She'd grown up with the leaving to and coming from Hogwarts as part of her life, several times a year for her whole childhood. The start of term. The end of term. The Christmas holidays. The Easter holidays.

Watching her brothers board and flee the shiny red Hogwart's Express that filled so many of her young dreams. With all the children and sweets and magical promises of other places and distant freedoms to do magic. She knows, logically, she can't remember it from her earliest years, but it feels like she can. In her skin. That she would have been there in her mother's arms during the drop offs and picks during even Bill's first years. And of what she can remember, it dominated all time.

Hogwarts School of Witchcraft and Wizardry. Her parents' stories of having gone there, which mingled into the stories from her eldest brothers of their classes, friends, and Quidditch. The awe filled trips for school supplies each year, that hinted at this other world, so close to hers, that she wasn't allowed to be a part of just yet.

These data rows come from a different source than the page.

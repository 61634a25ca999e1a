//! Executor messaging over the cluster manager.

use std::sync::Arc;

use async_trait::async_trait;
use offergrid_control::{Command, CommandResponse, CommandTarget, ControlError, ControlResult, Transport};
use offergrid_core::State;
use serde::{Deserialize, Serialize};
use tracing::trace;

use crate::cluster::ClusterManager;

/// Sends commands as JSON payloads through [`ClusterManager::message`].
pub struct CommandTransport {
    cluster: Arc<dyn ClusterManager>,
}

impl CommandTransport {
    pub fn new(cluster: Arc<dyn ClusterManager>) -> Self {
        Self { cluster }
    }
}

#[async_trait]
impl Transport for CommandTransport {
    async fn send(&self, command: &Command, target: &CommandTarget) -> ControlResult<()> {
        let payload = command.encode(target)?;
        trace!(command = %command.name, task_id = %target.task_id, bytes = payload.len(), "sending command");
        self.cluster
            .message(&target.agent_id, &target.executor_id, payload)
            .await
            .map_err(|e| ControlError::Transport(e.to_string()))
    }
}

pub const TASK_STATE_CHANGED: &str = "TaskStateChanged";

/// Unsolicited notification that a task moved to a new control state.
#[derive(Debug, Clone, PartialEq, Serialize, Deserialize)]
#[serde(rename_all = "camelCase")]
pub struct TaskStateChanged {
    #[serde(rename = "_messageType")]
    pub message_type: String,
    pub task_id: String,
    pub state: State,
}

impl TaskStateChanged {
    pub fn new(task_id: impl Into<String>, state: State) -> Self {
        Self {
            message_type: TASK_STATE_CHANGED.to_string(),
            task_id: task_id.into(),
            state,
        }
    }

    pub fn encode(&self) -> ControlResult<Vec<u8>> {
        Ok(serde_json::to_vec(self)?)
    }
}

/// A message relayed from an executor.
#[derive(Debug, Clone, PartialEq)]
pub enum ExecutorMessage {
    Response(CommandResponse),
    StateChanged(TaskStateChanged),
}

#[derive(Deserialize)]
struct Header {
    #[serde(rename = "_messageType", default)]
    message_type: String,
}

impl ExecutorMessage {
    pub fn decode(data: &[u8]) -> ControlResult<Self> {
        let header: Header = serde_json::from_slice(data)?;
        match header.message_type.as_str() {
            "MesosCommandResponse" => Ok(Self::Response(CommandResponse::decode(data)?)),
            TASK_STATE_CHANGED => Ok(Self::StateChanged(serde_json::from_slice(data)?)),
            other => Err(ControlError::Decode(format!("unknown executor message type {other:?}"))),
        }
    }
}

#[cfg(test)]
mod tests {
    use super::*;

    #[test]
    fn decode_dispatches_on_message_type() {
        let resp = CommandResponse::ok("transition", "c1", "t1").with_state(State::Configured);
        let msg = ExecutorMessage::decode(&resp.encode().unwrap()).unwrap();
        assert_eq!(msg, ExecutorMessage::Response(resp));

        let changed = TaskStateChanged::new("t1", State::Running);
        let msg = ExecutorMessage::decode(&changed.encode().unwrap()).unwrap();
        assert_eq!(msg, ExecutorMessage::StateChanged(changed));

        let err = ExecutorMessage::decode(br#"{"_messageType":"DeviceEvent"}"#).unwrap_err();
        assert!(matches!(err, ControlError::Decode(_)));
    }
}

Bill and Charlie graduated and went off to become Important before she even got there. Each year someone new went - Percy, and then the twins, leaving, she remembered those in vivid clearness. Each time she wanted to go, each time she'd twisted one of her parents' hands and counted the years again. She knew it was always coming, but the waiting for it was terrible.

But the most terrible of the knowing and wanting and waiting only happened twice.

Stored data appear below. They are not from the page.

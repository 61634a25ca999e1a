//! Roster error types.

use thiserror::Error;

pub type RosterResult<T> = Result<T, RosterError>;

#[derive(Debug, Error)]
pub enum RosterError {
    #[error("task not found: {0}")]
    TaskNotFound(String),

    #[error("task already released: {0}")]
    TaskAlreadyReleased(String),

    #[error("task {task_id} is locked by environment {env_id}")]
    TaskLocked { task_id: String, env_id: String },

    #[error("task not locked: {0}")]
    TaskNotLocked(String),

    #[error("role not found: {0}")]
    RoleNotFound(String),

    #[error("task class not found: {0}")]
    ClassNotFound(String),

    #[error(transparent)]
    Core(#[from] offergrid_core::CoreError),
}
//! One-shot acknowledgements keyed by task id.
//!
//! A killer registers the task id before asking the cluster manager to kill
//! it, then waits on the receiver. The status-update path acks the id when
//! the terminal update arrives.

use std::collections::HashMap;

use tokio::sync::{Mutex, oneshot};
use tracing::debug;

#[derive(Default)]
pub struct SafeAcks {
    pending: Mutex<HashMap<String, oneshot::Sender<()>>>,
}

impl SafeAcks {
    pub fn new() -> Self {
        Self::default()
    }

    /// Expect an ack for `id`. A previous registration for the same id is
    /// replaced and its waiter sees the sender dropped.
    pub async fn register(&self, id: &str) -> oneshot::Receiver<()> {
        let (tx, rx) = oneshot::channel();
        if self.pending.lock().await.insert(id.to_string(), tx).is_some() {
            debug!(%id, "ack registration replaced");
        }
        rx
    }

    /// Deliver the ack for `id`. Returns false when nobody was waiting.
    pub async fn ack(&self, id: &str) -> bool {
        match self.pending.lock().await.remove(id) {
            Some(tx) => tx.send(()).is_ok(),
            None => false,
        }
    }

    pub async fn remove(&self, id: &str) {
        self.pending.lock().await.remove(id);
    }

    pub async fn contains(&self, id: &str) -> bool {
        self.pending.lock().await.contains_key(id)
    }
}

The first time was the year Ron left. They'd been the youngest together, and the two born closest together, and even if she was only his tag-along little sister, having to push herself harder and be sterner to prove herself among so many brothers –- she was never alone. She always had Ron, at least.

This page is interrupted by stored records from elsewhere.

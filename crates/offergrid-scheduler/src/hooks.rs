//! Environment lifecycle hooks.
//!
//! Handlers are registered per [`HookKind`] and invoked in registration
//! order by [`HookRegistry::dispatch`]. [`RunHooks`] adds the run
//! bookkeeping: once a run has started, its end-of-run hooks are owed and
//! will be dispatched exactly once, at the latest during cleanup.

use std::collections::HashMap;
use std::fmt;
use std::sync::{Arc, PoisonError, RwLock};

use async_trait::async_trait;
use tokio::sync::Mutex;
use tracing::{debug, info, warn};

use crate::error::{SchedulerError, SchedulerResult};
use crate::manager::TaskManager;

#[derive(Debug, Clone, Copy, PartialEq, Eq, Hash)]
pub enum HookKind {
    PrepareForRun,
    StartOfRun,
    EndOfRun,
    Cleanup,
}

impl HookKind {
    pub const ALL: [HookKind; 4] = [
        HookKind::PrepareForRun,
        HookKind::StartOfRun,
        HookKind::EndOfRun,
        HookKind::Cleanup,
    ];

    /// Trigger name a role uses to run its hook task at this point.
    pub fn as_str(&self) -> &'static str {
        match self {
            HookKind::PrepareForRun => "PREPARE_FOR_RUN",
            HookKind::StartOfRun => "START_OF_RUN",
            HookKind::EndOfRun => "END_OF_RUN",
            HookKind::Cleanup => "CLEANUP",
        }
    }
}

impl fmt::Display for HookKind {
    fn fmt(&self, f: &mut fmt::Formatter<'_>) -> fmt::Result {
        f.write_str(self.as_str())
    }
}

#[derive(Debug, Clone, PartialEq, Eq)]
pub enum HookOperation {
    PrepareForRun { env_id: String, run_number: u64 },
    StartOfRun { env_id: String, run_number: u64 },
    EndOfRun { env_id: String, run_number: u64 },
    Cleanup { env_id: String },
}

impl HookOperation {
    pub fn kind(&self) -> HookKind {
        match self {
            HookOperation::PrepareForRun { .. } => HookKind::PrepareForRun,
            HookOperation::StartOfRun { .. } => HookKind::StartOfRun,
            HookOperation::EndOfRun { .. } => HookKind::EndOfRun,
            HookOperation::Cleanup { .. } => HookKind::Cleanup,
        }
    }

    pub fn env_id(&self) -> &str {
        match self {
            HookOperation::PrepareForRun { env_id, .. }
            | HookOperation::StartOfRun { env_id, .. }
            | HookOperation::EndOfRun { env_id, .. }
            | HookOperation::Cleanup { env_id } => env_id,
        }
    }
}

#[async_trait]
pub trait HookHandler: Send + Sync {
    async fn handle(&self, op: &HookOperation) -> SchedulerResult<()>;
}

#[derive(Default)]
pub struct HookRegistry {
    handlers: RwLock<HashMap<HookKind, Vec<Arc<dyn HookHandler>>>>,
}

impl HookRegistry {
    pub fn new() -> Self {
        Self::default()
    }

    pub fn register(&self, kind: HookKind, handler: Arc<dyn HookHandler>) {
        self.handlers
            .write()
            .unwrap_or_else(PoisonError::into_inner)
            .entry(kind)
            .or_default()
            .push(handler);
    }

    pub fn register_all(&self, handler: Arc<dyn HookHandler>) {
        for kind in HookKind::ALL {
            self.register(kind, handler.clone());
        }
    }

    /// Run every handler registered for the kind of `op`. All handlers run
    /// even when one fails; the failures are joined into one error.
    pub async fn dispatch(&self, op: &HookOperation) -> SchedulerResult<()> {
        let handlers = self
            .handlers
            .read()
            .unwrap_or_else(PoisonError::into_inner)
            .get(&op.kind())
            .cloned()
            .unwrap_or_default();
        debug!(kind = %op.kind(), env_id = %op.env_id(), handlers = handlers.len(), "dispatching hook");

        let mut failures = Vec::new();
        for handler in handlers {
            if let Err(e) = handler.handle(op).await {
                warn!(kind = %op.kind(), env_id = %op.env_id(), error = %e, "hook handler failed");
                failures.push(e.to_string());
            }
        }
        if failures.is_empty() {
            Ok(())
        } else {
            Err(SchedulerError::Hook {
                kind: op.kind().to_string(),
                message: failures.join("; "),
            })
        }
    }
}

/// Per-environment run tracking on top of a [`HookRegistry`].
pub struct RunHooks {
    registry: HookRegistry,
    /// env id → run number whose end-of-run is still owed.
    owed: Mutex<HashMap<String, u64>>,
}

impl RunHooks {
    pub fn new(registry: HookRegistry) -> Self {
        Self {
            registry,
            owed: Mutex::new(HashMap::new()),
        }
    }

    pub fn registry(&self) -> &HookRegistry {
        &self.registry
    }

    pub async fn prepare_for_run(&self, env_id: &str, run_number: u64) -> SchedulerResult<()> {
        self.registry
            .dispatch(&HookOperation::PrepareForRun {
                env_id: env_id.to_string(),
                run_number,
            })
            .await
    }

    /// Start a run. The end-of-run hooks are owed from here on, whether or
    /// not the start-of-run hooks succeed. A run still owed for `env_id` is
    /// ended first.
    pub async fn start_of_run(&self, env_id: &str, run_number: u64) -> SchedulerResult<()> {
        if self.is_running(env_id).await {
            warn!(%env_id, run_number, "run started while the previous run is still owed, ending it");
            if let Err(e) = self.end_of_run(env_id).await {
                warn!(%env_id, error = %e, "end of previous run failed");
            }
        }
        self.owed.lock().await.insert(env_id.to_string(), run_number);
        info!(%env_id, run_number, "run started");
        self.registry
            .dispatch(&HookOperation::StartOfRun {
                env_id: env_id.to_string(),
                run_number,
            })
            .await
    }

    /// Dispatch the owed end-of-run of `env_id`. Returns `Ok(false)` when
    /// none was owed.
    pub async fn end_of_run(&self, env_id: &str) -> SchedulerResult<bool> {
        let Some(run_number) = self.owed.lock().await.remove(env_id) else {
            return Ok(false);
        };
        info!(%env_id, run_number, "run ended");
        self.registry
            .dispatch(&HookOperation::EndOfRun {
                env_id: env_id.to_string(),
                run_number,
            })
            .await?;
        Ok(true)
    }

    pub async fn is_running(&self, env_id: &str) -> bool {
        self.owed.lock().await.contains_key(env_id)
    }

    /// Tear down `env_id`: any owed end-of-run first, then the cleanup hooks.
    /// A failing end-of-run does not prevent cleanup.
    pub async fn cleanup(&self, env_id: &str) -> SchedulerResult<()> {
        let end = self.end_of_run(env_id).await;
        if let Err(e) = &end {
            warn!(%env_id, error = %e, "end of run failed during cleanup");
        }
        self.registry
            .dispatch(&HookOperation::Cleanup {
                env_id: env_id.to_string(),
            })
            .await?;
        end.map(|_| ())
    }
}

/// Triggers the hook tasks of roles whose trigger names the hook kind.
pub struct TriggerHookTasks {
    taskman: Arc<TaskManager>,
}

impl TriggerHookTasks {
    pub fn new(taskman: Arc<TaskManager>) -> Self {
        Self { taskman }
    }
}

#[async_trait]
impl HookHandler for TriggerHookTasks {
    async fn handle(&self, op: &HookOperation) -> SchedulerResult<()> {
        let roles = &self.taskman.context().roles;
        let trigger = op.kind().as_str();
        let task_ids: Vec<String> = self
            .taskman
            .env_tasks(op.env_id())
            .await
            .into_iter()
            .filter(|t| {
                t.parent
                    .and_then(|id| roles.get(id))
                    .is_some_and(|role| role.traits.trigger == trigger)
            })
            .map(|t| t.task_id)
            .collect();
        if task_ids.is_empty() {
            return Ok(());
        }
        self.taskman.trigger_hooks(&task_ids).await
    }
}

#[cfg(test)]
mod tests {
    use super::*;
    use std::sync::Mutex as StdMutex;

    #[derive(Default)]
    struct Recorder {
        seen: StdMutex<Vec<HookOperation>>,
        fail_on: Option<HookKind>,
    }

    #[async_trait]
    impl HookHandler for Recorder {
        async fn handle(&self, op: &HookOperation) -> SchedulerResult<()> {
            self.seen.lock().unwrap().push(op.clone());
            if self.fail_on == Some(op.kind()) {
                return Err(SchedulerError::Critical("hook refused".into()));
            }
            Ok(())
        }
    }

    fn run_hooks(recorder: Arc<Recorder>) -> RunHooks {
        let registry = HookRegistry::new();
        registry.register_all(recorder);
        RunHooks::new(registry)
    }

    fn kinds(recorder: &Recorder) -> Vec<HookKind> {
        recorder.seen.lock().unwrap().iter().map(HookOperation::kind).collect()
    }

    #[tokio::test]
    async fn end_of_run_runs_at_most_once() {
        let recorder = Arc::new(Recorder::default());
        let hooks = run_hooks(recorder.clone());
        hooks.start_of_run("env", 7).await.unwrap();
        assert!(hooks.is_running("env").await);
        assert!(hooks.end_of_run("env").await.unwrap());
        assert!(!hooks.end_of_run("env").await.unwrap());
        hooks.cleanup("env").await.unwrap();
        assert_eq!(
            kinds(&recorder),
            vec![HookKind::StartOfRun, HookKind::EndOfRun, HookKind::Cleanup]
        );
    }

    #[tokio::test]
    async fn cleanup_runs_owed_end_of_run_first() {
        let recorder = Arc::new(Recorder {
            fail_on: Some(HookKind::StartOfRun),
            ..Recorder::default()
        });
        let hooks = run_hooks(recorder.clone());
        assert!(hooks.start_of_run("env", 3).await.is_err());
        hooks.cleanup("env").await.unwrap();
        assert_eq!(
            kinds(&recorder),
            vec![HookKind::StartOfRun, HookKind::EndOfRun, HookKind::Cleanup]
        );
        let seen = recorder.seen.lock().unwrap();
        assert_eq!(
            seen[1],
            HookOperation::EndOfRun {
                env_id: "env".into(),
                run_number: 3
            }
        );
    }

    #[tokio::test]
    async fn failing_end_of_run_still_cleans_up() {
        let recorder = Arc::new(Recorder {
            fail_on: Some(HookKind::EndOfRun),
            ..Recorder::default()
        });
        let hooks = run_hooks(recorder.clone());
        hooks.start_of_run("env", 1).await.unwrap();
        let err = hooks.cleanup("env").await.unwrap_err();
        assert!(matches!(err, SchedulerError::Hook { .. }));
        assert_eq!(kinds(&recorder).last(), Some(&HookKind::Cleanup));
        assert!(!hooks.is_running("env").await);
    }

    #[tokio::test]
    async fn cleanup_without_run_skips_end_of_run() {
        let recorder = Arc::new(Recorder::default());
        let hooks = run_hooks(recorder.clone());
        hooks.prepare_for_run("env", 1).await.unwrap();
        hooks.cleanup("env").await.unwrap();
        assert_eq!(kinds(&recorder), vec![HookKind::PrepareForRun, HookKind::Cleanup]);
    }

    #[tokio::test]
    async fn restarting_a_run_ends_the_previous_one() {
        let recorder = Arc::new(Recorder::default());
        let hooks = run_hooks(recorder.clone());
        hooks.start_of_run("env", 1).await.unwrap();
        hooks.start_of_run("env", 2).await.unwrap();
        assert!(hooks.end_of_run("env").await.unwrap());

        let seen = recorder.seen.lock().unwrap();
        let ended: Vec<u64> = seen
            .iter()
            .filter_map(|op| match op {
                HookOperation::EndOfRun { run_number, .. } => Some(*run_number),
                _ => None,
            })
            .collect();
        assert_eq!(ended, vec![1, 2]);
        assert_eq!(seen[1].kind(), HookKind::EndOfRun);
    }
}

And then, then, suddenly, with one twinkle of that vast red locomotive she was alone.

For the first time ever. For a whole year. Waiting for it to be her turn. Being the only Weasley who'd never gotten to attend, never understood all their inside jokes about statues and Hogsmeade and Snape. And she'd wanted to hate Ron a little that year. Learning spells and meeting all those people. And, of course, there was Harry.

Her brother: Harry Potter's best friend. Could there be any more of a sign that she was always born just a little too late to keep up with any of them?

Her mother had wanted so much that year. It was going to be special. Of course her mother missed all the boys underfoot, and she loved her entire family with a fierceness that she engendered in all her children, but she'd always wanted a daughter. And here it was, a year for them to do all sorts of things together. Just the two of them.

Ginny had vacillated back and forth between compliance and rebellion, both with a vengeance, the whole year. Especially during the weeks leading up to and away from her brothers' holidays, when it came home even more sharply how slowly such a small time period like a year could move.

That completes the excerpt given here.